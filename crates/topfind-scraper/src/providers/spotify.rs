//! Spotify podcast-episode adapter using the client-credentials flow.

use std::time::{Duration, Instant};

use async_trait::async_trait;
use reqwest::Url;
use tokio::sync::Mutex;

use super::{clean_string_fields, required_id};
use crate::error::ScraperError;
use crate::http::{decode_json, endpoint, parse_base_url, HttpSettings, ProviderHttp};
use crate::provider::{ProviderAdapter, ProviderKind, ProviderRow, RawItem, SearchContext};
use crate::types::{SpotifySearchResponse, SpotifyToken};

const DEFAULT_ACCOUNTS_URL: &str = "https://accounts.spotify.com/";
const DEFAULT_API_URL: &str = "https://api.spotify.com/";
const PAGE_SIZE: &str = "50";
/// Tokens are refreshed this long before Spotify says they expire.
const TOKEN_EXPIRY_MARGIN: Duration = Duration::from_secs(30);

struct CachedToken {
    value: String,
    expires_at: Instant,
}

pub struct SpotifyAdapter {
    http: ProviderHttp,
    accounts_url: Url,
    api_url: Url,
    context: SearchContext,
    client_id: String,
    client_secret: String,
    token: Mutex<Option<CachedToken>>,
}

impl std::fmt::Debug for SpotifyAdapter {
    fn fmt(&self, f: &mut std::fmt::Formatter<'_>) -> std::fmt::Result {
        f.debug_struct("SpotifyAdapter")
            .field("api_url", &self.api_url.as_str())
            .field("context", &self.context)
            .field("client_id", &self.client_id)
            .field("client_secret", &"[redacted]")
            .finish_non_exhaustive()
    }
}

impl SpotifyAdapter {
    /// # Errors
    ///
    /// Returns [`ScraperError::Http`] if the HTTP client cannot be built.
    pub fn new(
        settings: &HttpSettings,
        context: SearchContext,
        client_id: String,
        client_secret: String,
    ) -> Result<Self, ScraperError> {
        Self::with_base_urls(
            settings,
            context,
            client_id,
            client_secret,
            DEFAULT_ACCOUNTS_URL,
            DEFAULT_API_URL,
        )
    }

    /// Creates an adapter against custom token and API hosts (for testing
    /// with wiremock, where both usually point at the same mock server).
    ///
    /// # Errors
    ///
    /// Returns [`ScraperError::InvalidUrl`] if either URL does not parse.
    pub fn with_base_urls(
        settings: &HttpSettings,
        context: SearchContext,
        client_id: String,
        client_secret: String,
        accounts_url: &str,
        api_url: &str,
    ) -> Result<Self, ScraperError> {
        Ok(Self {
            http: ProviderHttp::new(ProviderKind::Spotify, settings)?,
            accounts_url: parse_base_url(accounts_url)?,
            api_url: parse_base_url(api_url)?,
            context,
            client_id,
            client_secret,
            token: Mutex::new(None),
        })
    }

    /// Returns a cached bearer token, requesting a new one when it is absent
    /// or about to expire.
    async fn access_token(&self) -> Result<String, ScraperError> {
        let mut cached = self.token.lock().await;
        if let Some(token) = cached.as_ref() {
            if Instant::now() < token.expires_at {
                return Ok(token.value.clone());
            }
        }

        let url = endpoint(&self.accounts_url, "api/token")?;
        let body = self
            .http
            .send_text(|client| {
                client
                    .post(url.clone())
                    .basic_auth(&self.client_id, Some(&self.client_secret))
                    .form(&[("grant_type", "client_credentials")])
            })
            .await?;
        let token: SpotifyToken = decode_json(&body, "spotify token")?;
        tracing::debug!(expires_in = token.expires_in, "spotify token refreshed");

        let lifetime = Duration::from_secs(token.expires_in).saturating_sub(TOKEN_EXPIRY_MARGIN);
        let value = token.access_token;
        *cached = Some(CachedToken {
            value: value.clone(),
            expires_at: Instant::now() + lifetime,
        });
        Ok(value)
    }

    async fn invalidate_token(&self) {
        *self.token.lock().await = None;
    }

    /// GETs an API URL with the bearer token, refreshing the token once on 401.
    async fn authorized_get(&self, url: &Url) -> Result<String, ScraperError> {
        let token = self.access_token().await?;
        match self.get_with_token(url, &token).await {
            Err(ScraperError::UnexpectedStatus { status: 401, .. }) => {
                tracing::debug!("spotify token rejected, requesting a new one");
                self.invalidate_token().await;
                let token = self.access_token().await?;
                self.get_with_token(url, &token).await
            }
            other => other,
        }
    }

    async fn get_with_token(&self, url: &Url, token: &str) -> Result<String, ScraperError> {
        self.http
            .send_text(|client| client.get(url.clone()).bearer_auth(token))
            .await
    }

    fn search_url(&self, query: &str) -> Result<Url, ScraperError> {
        let mut url = endpoint(&self.api_url, "v1/search")?;
        url.query_pairs_mut()
            .append_pair("q", query)
            .append_pair("type", "episode")
            .append_pair("limit", PAGE_SIZE)
            .append_pair("market", &self.context.country.to_ascii_uppercase());
        Ok(url)
    }
}

#[async_trait]
impl ProviderAdapter for SpotifyAdapter {
    fn kind(&self) -> ProviderKind {
        ProviderKind::Spotify
    }

    async fn search(&self, query: &str) -> Result<Vec<RawItem>, ScraperError> {
        let mut items = Vec::new();
        let mut url = self.search_url(query)?;

        for page in 0..self.http.settings().max_pages {
            let body = match self.authorized_get(&url).await {
                Ok(body) => body,
                Err(e) if page > 0 => {
                    tracing::warn!(query, page, error = %e, "spotify page failed, keeping earlier pages");
                    break;
                }
                Err(e) => return Err(e),
            };
            let response: SpotifySearchResponse =
                decode_json(&body, &format!("spotify search '{query}' page {page}"))?;

            // Episodes unavailable in the market come back as null.
            items.extend(response.episodes.items.into_iter().flatten());

            let Some(next) = response.episodes.next else {
                break;
            };
            url = parse_base_url(&next)?;
            self.http.page_delay().await;
        }

        Ok(items)
    }

    async fn parse(&self, item: RawItem) -> Result<ProviderRow, ScraperError> {
        required_id(ProviderKind::Spotify, &item, "id")?;
        let spotify_url = item
            .pointer("/external_urls/spotify")
            .and_then(|v| v.as_str())
            .map(str::to_string);

        let mut row = ProviderRow::from_object(ProviderKind::Spotify, item);
        if let Some(link) = spotify_url {
            row.set("external_urls.spotify", link);
        }
        row.fields.remove("external_urls");
        row.fields.remove("images");
        clean_string_fields(&mut row.fields);
        Ok(row)
    }
}

#[cfg(test)]
mod tests {
    use serde_json::json;

    use super::*;

    fn adapter() -> SpotifyAdapter {
        SpotifyAdapter::with_base_urls(
            &HttpSettings::default(),
            SearchContext::new("es", "es"),
            "id".to_string(),
            "secret".to_string(),
            "http://localhost:1/",
            "http://localhost:1/",
        )
        .expect("adapter")
    }

    #[test]
    fn search_url_uses_upper_case_market() {
        let url = adapter().search_url("salud").expect("url");
        let query = url.query().unwrap_or_default();
        assert!(query.contains("type=episode"));
        assert!(query.contains("market=ES"));
        assert!(query.contains("limit=50"));
    }

    #[tokio::test]
    async fn parse_flattens_external_url() {
        let row = adapter()
            .parse(json!({
                "id": "ep1",
                "name": "Cuidarse",
                "external_urls": {"spotify": "https://open.spotify.com/episode/ep1"}
            }))
            .await
            .expect("row");
        assert_eq!(
            row.str_field("external_urls.spotify"),
            Some("https://open.spotify.com/episode/ep1")
        );
        assert!(row.get("external_urls").is_none());
    }

    #[test]
    fn debug_redacts_secret() {
        let rendered = format!("{:?}", adapter());
        assert!(!rendered.contains("secret\""));
        assert!(rendered.contains("[redacted]"));
    }
}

▶ Task instructions: In full and without error, retype the entries above.

▶ Exercise response:
filename crates/topfind-scraper/src/providers/spotify.rs
//! Spotify podcast-episode adapter using the client-credentials flow.

use std::time::{Duration, Instant};

use async_trait::async_trait;
use reqwest::Url;
use tokio::sync::Mutex;

use super::{clean_string_fields, required_id};
use crate::error::ScraperError;
use crate::http::{decode_json, endpoint, parse_base_url, HttpSettings, ProviderHttp};
use crate::provider::{ProviderAdapter, ProviderKind, ProviderRow, RawItem, SearchContext};
use crate::types::{SpotifySearchResponse, SpotifyToken};

const DEFAULT_ACCOUNTS_URL: &str = "https://accounts.spotify.com/";
const DEFAULT_API_URL: &str = "https://api.spotify.com/";
const PAGE_SIZE: &str = "50";
/// Tokens are refreshed this long before Spotify says they expire.
const TOKEN_EXPIRY_MARGIN: Duration = Duration::from_secs(30);

struct CachedToken {
    value: String,
    expires_at: Instant,
}

pub struct SpotifyAdapter {
    http: ProviderHttp,
    accounts_url: Url,
    api_url: Url,
    context: SearchContext,
    client_id: String,
    client_secret: String,
    token: Mutex<Option<CachedToken>>,
}

impl std::fmt::Debug for SpotifyAdapter {
    fn fmt(&self, f: &mut std::fmt::Formatter<'_>) -> std::fmt::Result {
        f.debug_struct("SpotifyAdapter")
            .field("api_url", &self.api_url.as_str())
            .field("context", &self.context)
            .field("client_id", &self.client_id)
            .field("client_secret", &"[redacted]")
            .finish_non_exhaustive()
    }
}

impl SpotifyAdapter {
    /// # Errors
    ///
    /// Returns [`ScraperError::Http`] if the HTTP client cannot be built.
    pub fn new(
        settings: &HttpSettings,
        context: SearchContext,
        client_id: String,
        client_secret: String,
    ) -> Result<Self, ScraperError> {
        Self::with_base_urls(
            settings,
            context,
            client_id,
            client_secret,
            DEFAULT_ACCOUNTS_URL,
            DEFAULT_API_URL,
        )
    }

    /// Creates an adapter against custom token and API hosts (for testing
    /// with wiremock, where both usually point at the same mock server).
    ///
    /// # Errors
    ///
    /// Returns [`ScraperError::InvalidUrl`] if either URL does not parse.
    pub fn with_base_urls(
        settings: &HttpSettings,
        context: SearchContext,
        client_id: String,
        client_secret: String,
        accounts_url: &str,
        api_url: &str,
    ) -> Result<Self, ScraperError> {
        Ok(Self {
            http: ProviderHttp::new(ProviderKind::Spotify, settings)?,
            accounts_url: parse_base_url(accounts_url)?,
            api_url: parse_base_url(api_url)?,
            context,
            client_id,
            client_secret,
            token: Mutex::new(None),
        })
    }

    /// Returns a cached bearer token, requesting a new one when it is absent
    /// or about to expire.
    async fn access_token(&self) -> Result<String, ScraperError> {
        let mut cached = self.token.lock().await;
        if let Some(token) = cached.as_ref() {
            if Instant::now() < token.expires_at {
                return Ok(token.value.clone());
            }
        }

        let url = endpoint(&self.accounts_url, "api/token")?;
        let body = self
            .http
            .send_text(|client| {
                client
                    .post(url.clone())
                    .basic_auth(&self.client_id, Some(&self.client_secret))
                    .form(&[("grant_type", "client_credentials")])
            })
            .await?;
        let token: SpotifyToken = decode_json(&body, "spotify token")?;
        tracing::debug!(expires_in = token.expires_in, "spotify token refreshed");

        let lifetime = Duration::from_secs(token.expires_in).saturating_sub(TOKEN_EXPIRY_MARGIN);
        let value = token.access_token;
        *cached = Some(CachedToken {
            value: value.clone(),
            expires_at: Instant::now() + lifetime,
        });
        Ok(value)
    }

    async fn invalidate_token(&self) {
        *self.token.lock().await = None;
    }

    /// GETs an API URL with the bearer token, refreshing the token once on 401.
    async fn authorized_get(&self, url: &Url) -> Result<String, ScraperError> {
        let token = self.access_token().await?;
        match self.get_with_token(url, &token).await {
            Err(ScraperError::UnexpectedStatus { status: 401, .. }) => {
                tracing::debug!("spotify token rejected, requesting a new one");
                self.invalidate_token().await;
                let token = self.access_token().await?;
                self.get_with_token(url, &token).await
            }
            other => other,
        }
    }

    async fn get_with_token(&self, url: &Url, token: &str) -> Result<String, ScraperError> {
        self.http
            .send_text(|client| client.get(url.clone()).bearer_auth(token))
            .await
    }

    fn search_url(&self, query: &str) -> Result<Url, ScraperError> {
        let mut url = endpoint(&self.api_url, "v1/search")?;
        url.query_pairs_mut()
            .append_pair("q", query)
            .append_pair("type", "episode")
            .append_pair("limit", PAGE_SIZE)
            .append_pair("market", &self.context.country.to_ascii_uppercase());
        Ok(url)
    }
}

#[async_trait]
impl ProviderAdapter for SpotifyAdapter {
    fn kind(&self) -> ProviderKind {
        ProviderKind::Spotify
    }

    async fn search(&self, query: &str) -> Result<Vec<RawItem>, ScraperError> {
        let mut items = Vec::new();
        let mut url = self.search_url(query)?;

        for page in 0..self.http.settings().max_pages {
            let body = match self.authorized_get(&url).await {
                Ok(body) => body,
                Err(e) if page > 0 => {
                    tracing::warn!(query, page, error = %e, "spotify page failed, keeping earlier pages");
                    break;
                }
                Err(e) => return Err(e),
            };
            let response: SpotifySearchResponse =
                decode_json(&body, &format!("spotify search '{query}' page {page}"))?;

            // Episodes unavailable in the market come back as null.
            items.extend(response.episodes.items.into_iter().flatten());

            let Some(next) = response.episodes.next else {
                break;
            };
            url = parse_base_url(&next)?;
            self.http.page_delay().await;
        }

        Ok(items)
    }

    async fn parse(&self, item: RawItem) -> Result<ProviderRow, ScraperError> {
        required_id(ProviderKind::Spotify, &item, "id")?;
        let spotify_url = item
            .pointer("/external_urls/spotify")
            .and_then(|v| v.as_str())
            .map(str::to_string);

        let mut row = ProviderRow::from_object(ProviderKind::Spotify, item);
        if let Some(link) = spotify_url {
            row.set("external_urls.spotify", link);
        }
        row.fields.remove("external_urls");
        row.fields.remove("images");
        clean_string_fields(&mut row.fields);
        Ok(row)
    }
}

#[cfg(test)]
mod tests {
    use serde_json::json;

    use super::*;

    fn adapter() -> SpotifyAdapter {
        SpotifyAdapter::with_base_urls(
            &HttpSettings::default(),
            SearchContext::new("es", "es"),
            "id".to_string(),
            "secret".to_string(),
            "http://localhost:1/",
            "http://localhost:1/",
        )
        .expect("adapter")
    }

    #[test]
    fn search_url_uses_upper_case_market() {
        let url = adapter().search_url("salud").expect("url");
        let query = url.query().unwrap_or_default();
        assert!(query.contains("type=episode"));
        assert!(query.contains("market=ES"));
        assert!(query.contains("limit=50"));
    }

    #[tokio::test]
    async fn parse_flattens_external_url() {
        let row = adapter()
            .parse(json!({
                "id": "ep1",
                "name": "Cuidarse",
                "external_urls": {"spotify": "https://open.spotify.com/episode/ep1"}
            }))
            .await
            .expect("row");
        assert_eq!(
            row.str_field("external_urls.spotify"),
            Some("https://open.spotify.com/episode/ep1")
        );
        assert!(row.get("external_urls").is_none());
    }

    #[test]
    fn debug_redacts_secret() {
        let rendered = format!("{:?}", adapter());
        assert!(!rendered.contains("secret\""));
        assert!(rendered.contains("[redacted]"));
    }
}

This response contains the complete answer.